Figure out how many lines of the listing include the string "high"; the reply is only that number.

►

use crate::domain::market::{Bar, Resolution};
use chrono::{Datelike, NaiveDate};
use rust_decimal::Decimal;
use std::collections::{BTreeMap, BTreeSet};

/// Opaque position into an asset's bar sequence.
///
/// A cursor at date D sits on the first bar with `bar.date >= D`; bars
/// strictly before the cursor form the lookback prefix.
#[derive(Debug, Clone, Copy, PartialEq, Eq)]
pub struct Cursor(pub usize);

/// A named, finite bar sequence, strictly increasing by date.
#[derive(Debug, Clone)]
pub struct Asset {
    ticker: String,
    bars: Vec<Bar>,
}

impl Asset {
    pub fn new(ticker: impl Into<String>) -> Self {
        Self {
            ticker: ticker.into(),
            bars: Vec::new(),
        }
    }

    /// Build from unordered input. Later entries win on duplicate dates.
    pub fn from_bars(ticker: impl Into<String>, bars: Vec<Bar>) -> Self {
        let mut asset = Self::new(ticker);
        asset.append(bars);
        asset
    }

    pub fn ticker(&self) -> &str {
        &self.ticker
    }

    pub fn bars(&self) -> &[Bar] {
        &self.bars
    }

    pub fn len(&self) -> usize {
        self.bars.len()
    }

    pub fn is_empty(&self) -> bool {
        self.bars.is_empty()
    }

    /// Upsert by date: duplicates are replaced, new dates inserted in order.
    pub fn append(&mut self, bars: Vec<Bar>) {
        for bar in bars {
            match self.bars.binary_search_by_key(&bar.date, |b| b.date) {
                Ok(i) => self.bars[i] = bar,
                Err(i) => self.bars.insert(i, bar),
            }
        }
    }

    /// Latest bar with `date <= at`, if any.
    pub fn latest_on_or_before(&self, at: NaiveDate) -> Option<&Bar> {
        let idx = self.bars.partition_point(|b| b.date <= at);
        if idx == 0 { None } else { self.bars.get(idx - 1) }
    }

    /// Bar exactly on `date`, if the market traded that day.
    pub fn bar_on(&self, date: NaiveDate) -> Option<&Bar> {
        self.bars
            .binary_search_by_key(&date, |b| b.date)
            .ok()
            .map(|i| &self.bars[i])
    }

    pub fn cursor_at(&self, date: NaiveDate) -> Cursor {
        Cursor(self.bars.partition_point(|b| b.date < date))
    }

    /// At most `n` bars strictly before the cursor, oldest first.
    pub fn prefix_before(&self, cursor: Cursor, n: usize) -> &[Bar] {
        let end = cursor.0.min(self.bars.len());
        let start = end.saturating_sub(n);
        &self.bars[start..end]
    }

    /// Number of bars strictly before the cursor.
    pub fn history_len(&self, cursor: Cursor) -> usize {
        cursor.0.min(self.bars.len())
    }

    /// Inclusive window copy.
    pub fn window(&self, start: NaiveDate, end: NaiveDate) -> Asset {
        let bars = self
            .bars
            .iter()
            .filter(|b| b.date >= start && b.date <= end)
            .copied()
            .collect();
        Asset {
            ticker: self.ticker.clone(),
            bars,
        }
    }

    pub fn first_date(&self) -> Option<NaiveDate> {
        self.bars.first().map(|b| b.date)
    }

    pub fn last_date(&self) -> Option<NaiveDate> {
        self.bars.last().map(|b| b.date)
    }

    /// Collapse daily bars into ISO-week bars. The weekly bar carries the
    /// week's first open, last close, extreme high/low, summed volume, and
    /// is dated at the week's last trading day.
    pub fn resample(&self, resolution: Resolution) -> Asset {
        match resolution {
            Resolution::Daily => self.clone(),
            Resolution::Weekly => {
                let mut weeks: BTreeMap<(i32, u32), Bar> = BTreeMap::new();
                for bar in &self.bars {
                    let week = bar.date.iso_week();
                    let key = (week.year(), week.week());
                    weeks
                        .entry(key)
                        .and_modify(|agg| {
                            agg.high = agg.high.max(bar.high);
                            agg.low = agg.low.min(bar.low);
                            agg.close = bar.close;
                            agg.date = bar.date;
                            agg.volume += bar.volume;
                        })
                        .or_insert(*bar);
                }
                Asset {
                    ticker: self.ticker.clone(),
                    bars: weeks.into_values().collect(),
                }
            }
        }
    }
}

/// The set of assets a simulation runs over, keyed by ticker symbol.
#[derive(Debug, Clone, Default)]
pub struct AssetBook {
    assets: BTreeMap<String, Asset>,
}

impl AssetBook {
    pub fn new() -> Self {
        Self::default()
    }

    pub fn insert(&mut self, asset: Asset) {
        self.assets.insert(asset.ticker().to_string(), asset);
    }

    pub fn get(&self, ticker: &str) -> Option<&Asset> {
        self.assets.get(ticker)
    }

    pub fn tickers(&self) -> impl Iterator<Item = &str> {
        self.assets.keys().map(String::as_str)
    }

    pub fn assets(&self) -> impl Iterator<Item = &Asset> {
        self.assets.values()
    }

    pub fn is_empty(&self) -> bool {
        self.assets.is_empty() || self.assets.values().all(Asset::is_empty)
    }

    /// Ordered union of bar dates across all assets within the window.
    pub fn date_union(&self, start: NaiveDate, end: NaiveDate) -> Vec<NaiveDate> {
        let mut dates = BTreeSet::new();
        for asset in self.assets.values() {
            for bar in asset.bars() {
                if bar.date >= start && bar.date <= end {
                    dates.insert(bar.date);
                }
            }
        }
        dates.into_iter().collect()
    }

    /// Latest known close per ticker at-or-before `date`. Tickers with no
    /// bar yet are absent from the map.
    pub fn closes_at(&self, date: NaiveDate) -> BTreeMap<String, Decimal> {
        self.assets
            .iter()
            .filter_map(|(ticker, asset)| {
                asset
                    .latest_on_or_before(date)
                    .map(|bar| (ticker.clone(), bar.close))
            })
            .collect()
    }

    pub fn resample(&self, resolution: Resolution) -> AssetBook {
        let mut book = AssetBook::new();
        for asset in self.assets.values() {
            book.insert(asset.resample(resolution));
        }
        book
    }
}

#[cfg(test)]
mod tests {
    use super::*;
    use rust_decimal_macros::dec;

    fn day(d: u32) -> NaiveDate {
        NaiveDate::from_ymd_opt(2024, 1, d).unwrap()
    }

    fn bar(d: u32, close: Decimal) -> Bar {
        Bar {
            date: day(d),
            open: close - dec!(1),
            high: close + dec!(1),
            low: close - dec!(2),
            close,
            volume: 100,
        }
    }

    #[test]
    fn test_append_is_idempotent_and_upserts() {
        let mut asset = Asset::new("X");
        asset.append(vec![bar(2, dec!(10)), bar(3, dec!(11))]);
        asset.append(vec![bar(2, dec!(10)), bar(3, dec!(11))]);
        assert_eq!(asset.len(), 2);

        // Newer value for an existing date replaces the old bar
        asset.append(vec![bar(3, dec!(12))]);
        assert_eq!(asset.len(), 2);
        assert_eq!(asset.bars()[1].close, dec!(12));
    }

    #[test]
    fn test_append_keeps_date_order() {
        let mut asset = Asset::new("X");
        asset.append(vec![bar(5, dec!(10)), bar(2, dec!(9)), bar(3, dec!(8))]);
        let dates: Vec<_> = asset.bars().iter().map(|b| b.date).collect();
        assert_eq!(dates, vec![day(2), day(3), day(5)]);
    }

    #[test]
    fn test_latest_on_or_before() {
        let asset = Asset::from_bars("X", vec![bar(2, dec!(10)), bar(5, dec!(11))]);
        assert_eq!(asset.latest_on_or_before(day(1)), None);
        assert_eq!(asset.latest_on_or_before(day(2)).unwrap().close, dec!(10));
        // Gap dates observe the stale latest bar
        assert_eq!(asset.latest_on_or_before(day(4)).unwrap().close, dec!(10));
        assert_eq!(asset.latest_on_or_before(day(9)).unwrap().close, dec!(11));
    }

    #[test]
    fn test_cursor_prefix() {
        let asset = Asset::from_bars(
            "X",
            vec![bar(2, dec!(10)), bar(3, dec!(11)), bar(4, dec!(12))],
        );
        let cursor = asset.cursor_at(day(4));
        assert_eq!(asset.history_len(cursor), 2);

        let prefix = asset.prefix_before(cursor, 5);
        assert_eq!(prefix.len(), 2);
        assert_eq!(prefix[0].close, dec!(10));
        assert_eq!(prefix[1].close, dec!(11));

        // Bounded by n
        assert_eq!(asset.prefix_before(cursor, 1).len(), 1);
        assert_eq!(asset.prefix_before(cursor, 1)[0].close, dec!(11));
    }

    #[test]
    fn test_date_union_across_tickers() {
        let mut book = AssetBook::new();
        book.insert(Asset::from_bars("A", vec![bar(2, dec!(1)), bar(4, dec!(2))]));
        book.insert(Asset::from_bars("B", vec![bar(3, dec!(5)), bar(4, dec!(6))]));

        let union = book.date_union(day(1), day(31));
        assert_eq!(union, vec![day(2), day(3), day(4)]);
    }

    #[test]
    fn test_weekly_resample() {
        // 2024-01-02 (Tue) .. 2024-01-05 (Fri) is one ISO week;
        // 2024-01-08 (Mon) starts the next.
        let asset = Asset::from_bars(
            "X",
            vec![
                bar(2, dec!(10)),
                bar(3, dec!(14)),
                bar(5, dec!(12)),
                bar(8, dec!(13)),
            ],
        );
        let weekly = asset.resample(Resolution::Weekly);
        assert_eq!(weekly.len(), 2);

        let first = weekly.bars()[0];
        assert_eq!(first.date, day(5));
        assert_eq!(first.open, dec!(9)); // open of 01-02
        assert_eq!(first.close, dec!(12)); // close of 01-05
        assert_eq!(first.high, dec!(15)); // high of 01-03
        assert_eq!(first.volume, 300);
    }
}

◄

Reply to the task: 4